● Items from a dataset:

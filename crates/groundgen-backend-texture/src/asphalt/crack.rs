//! Random-walk cracks with a width and depth profile along their length.

use tracing::trace;

use crate::error::GenerateError;
use crate::point::Point2;
use crate::rng::DeterministicRng;

use super::shapes::{stamp_crack, Direction};
use super::AsphaltImages;

/// Depth of the deepest point of a crack, in grey levels below white.
const MAX_DEPTH: f64 = 250.0;

/// Upper bound on the steps reserved up front for one crack.
const MAX_RESERVED_STEPS: u32 = 4096;

/// Width of branch cracks in pixels.
const BRANCH_WIDTH: u32 = 3;

/// Direction changes of a branch relative to its main crack.
const BRANCH_TURNS: [i32; 6] = [-3, -2, -1, 1, 2, 3];

/// Depth-image grey at step `i` of a crack of `max_steps` steps: white at
/// both ends, darkest in the middle.
pub fn depth_brightness(max_steps: u32, i: u32) -> u8 {
    let phase = std::f64::consts::TAU * i as f64 / max_steps as f64;
    let depth = ((0.5 - 0.5 * phase.cos()) * MAX_DEPTH).round();
    (255.0 - depth).clamp(0.0, 255.0) as u8
}

/// Stamps step `i` of a crack at `p`.
///
/// The first and last thirds use a fixed extent of a fifth of `max_width`;
/// the middle third swells along a sine arch up to `max_width`.
pub fn dynamic_width_crack(
    images: &mut AsphaltImages,
    p: Point2,
    max_width: u32,
    max_steps: u32,
    i: u32,
    rng: &mut DeterministicRng,
) -> Result<(), GenerateError> {
    let mid_start = max_steps as f64 / 3.0;
    let mid_end = 2.0 * mid_start;
    let max_width = max_width as f64;
    let min_width = max_width * 0.2;
    let step = i as f64;

    let extent = if step <= mid_start {
        (min_width, min_width)
    } else if step <= mid_end {
        let arch = ((step / max_steps as f64) * 3.0 - 1.0) * std::f64::consts::PI;
        let width = (arch.sin() * (max_width - min_width) + min_width).abs();
        (width, width * 0.5)
    } else if i <= max_steps {
        (min_width, min_width)
    } else {
        return Err(GenerateError::InvalidStepIndex { index: i, max_steps });
    };

    let grey = depth_brightness(max_steps, i);
    stamp_crack(images, p, grey, extent, rng);
    Ok(())
}

/// Walks a crack of `max_steps` steps from `start` and returns the visited
/// points.
///
/// Every step moves `round(0.2 * crack_width)` pixels, wraps around the
/// image edges, and stamps the crack profile. The next heading is the
/// starting direction turned by -1, 0, or +1.
pub fn draw_crack(
    images: &mut AsphaltImages,
    start: Point2,
    direction: i32,
    max_steps: u32,
    crack_width: u32,
    rng: &mut DeterministicRng,
) -> Result<Vec<Point2>, GenerateError> {
    let start_direction = Direction::from_index(direction)?;
    let step_size = (crack_width as f64 * 0.2).round();
    let bounds = Point2::new(images.width() as f64, images.height() as f64);

    let mut heading = start_direction;
    let mut p = start;
    let mut points = Vec::with_capacity(max_steps.min(MAX_RESERVED_STEPS) as usize);
    for i in 0..max_steps {
        p += heading.vector() * step_size;
        p = Point2::new(p.x.rem_euclid(bounds.x), p.y.rem_euclid(bounds.y));
        dynamic_width_crack(images, p, crack_width, max_steps, i, rng)?;
        points.push(p);
        heading = start_direction.turned(rng.gen_range(-1..=1));
    }
    Ok(points)
}

/// Draws `count` cracks, each with one to five branches.
///
/// Each crack starts on the side of the image opposite its direction so it
/// tends to run across the image.
pub fn generate_cracks(
    images: &mut AsphaltImages,
    crack_length: f64,
    crack_width: u32,
    count: u32,
    rng: &mut DeterministicRng,
) -> Result<(), GenerateError> {
    let (width, height) = (images.width() as i64, images.height() as i64);
    let max_steps = (5.0 * crack_length * width as f64 / crack_width as f64).round() as u32;

    for index in 0..count {
        let direction = rng.gen_range(0..=7);
        let vector = Direction::from_index(direction)?.vector();
        let start = Point2::new(
            (rng.gen_range(0..=width / 2) - vector.x as i64 * (width / 2)) as f64,
            (rng.gen_range(0..=height / 2) - vector.y as i64 * (height / 2)) as f64,
        );
        let points = draw_crack(images, start, direction, max_steps, crack_width, rng)?;
        trace!(index, direction, steps = max_steps, "drew crack");

        let branches: u32 = rng.gen_range(1..=5);
        for _ in 0..branches {
            let Some(&origin) = rng.choose(&points) else {
                break;
            };
            let turn = rng.choose(&BRANCH_TURNS).copied().unwrap_or(1);
            let side = (direction + turn).rem_euclid(8);
            let steps = (max_steps as f64 * (rng.gen_f64() * 0.5 + 0.1)).round() as u32;
            draw_crack(images, origin, side, steps, BRANCH_WIDTH, rng)?;
        }
        trace!(index, branches, "drew crack branches");
    }
    Ok(())
}

#[cfg(test)]
mod tests {
    use super::*;

    fn wrapped_delta(a: f64, b: f64, size: f64) -> f64 {
        let d = (a - b).abs();
        d.min(size - d)
    }

    #[test]
    fn test_depth_brightness_bowl() {
        assert_eq!(depth_brightness(100, 0), 255);
        assert_eq!(depth_brightness(100, 50), 5);
        assert_eq!(depth_brightness(100, 100), 255);
        assert_eq!(depth_brightness(100, 25), 130);
        for i in 0..=100 {
            assert_eq!(depth_brightness(100, i), depth_brightness(100, 100 - i));
        }
        for i in 0..50 {
            assert!(depth_brightness(100, i) >= depth_brightness(100, i + 1));
        }
    }

    #[test]
    fn test_step_index_past_end() {
        let mut images = AsphaltImages::new(32, 32);
        let mut rng = DeterministicRng::new(1);
        let p = Point2::new(16.0, 16.0);
        assert!(dynamic_width_crack(&mut images, p, 10, 30, 30, &mut rng).is_ok());
        let err = dynamic_width_crack(&mut images, p, 10, 30, 31, &mut rng).unwrap_err();
        assert!(matches!(
            err,
            GenerateError::InvalidStepIndex {
                index: 31,
                max_steps: 30
            }
        ));
    }

    #[test]
    fn test_crack_path_length_and_step() {
        let mut images = AsphaltImages::new(64, 48);
        let mut rng = DeterministicRng::new(17);
        let start = Point2::new(10.0, 10.0);
        let points = draw_crack(&mut images, start, 3, 120, 10, &mut rng).unwrap();
        assert_eq!(points.len(), 120);

        let mut previous = start;
        for p in &points {
            assert!((0.0..64.0).contains(&p.x) && (0.0..48.0).contains(&p.y));
            let dx = wrapped_delta(p.x, previous.x, 64.0);
            let dy = wrapped_delta(p.y, previous.y, 48.0);
            // Heading east, turned by at most one eighth: always 2 px in x.
            assert_eq!(dx, 2.0);
            assert!(dy == 0.0 || dy == 2.0);
            previous = *p;
        }
        assert!(images.defects.data.contains(&[255, 255, 255]));
    }

    #[test]
    fn test_invalid_direction() {
        let mut images = AsphaltImages::new(8, 8);
        let mut rng = DeterministicRng::new(1);
        for direction in [-1, 8, 9] {
            let err = draw_crack(
                &mut images,
                Point2::new(4.0, 4.0),
                direction,
                3,
                10,
                &mut rng,
            )
            .unwrap_err();
            assert!(matches!(err, GenerateError::InvalidDirection(d) if d == direction));
        }
    }

    #[test]
    fn test_zero_cracks_leave_mask_black() {
        let mut images = AsphaltImages::new(40, 40);
        let mut rng = DeterministicRng::new(3);
        generate_cracks(&mut images, 0.8, 10, 0, &mut rng).unwrap();
        assert!(images.defects.data.iter().all(|&p| p == [0, 0, 0]));
        assert!(images.depth.data.iter().all(|&p| p == [255, 255, 255]));
    }

    #[test]
    fn test_cracks_are_deterministic() {
        let run = |seed| {
            let mut images = AsphaltImages::new(80, 60);
            generate_cracks(&mut images, 0.5, 6, 2, &mut DeterministicRng::new(seed)).unwrap();
            images
        };
        let a = run(9);
        assert_eq!(a, run(9));
        assert!(a.defects.data.contains(&[255, 255, 255]));
    }
}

● REQUIRED WORK:
Find and copy each line of the data where "white" is present.

● RESULT FOR THIS TASK:
/// Depth of the deepest point of a crack, in grey levels below white.
/// Depth-image grey at step `i` of a crack of `max_steps` steps: white at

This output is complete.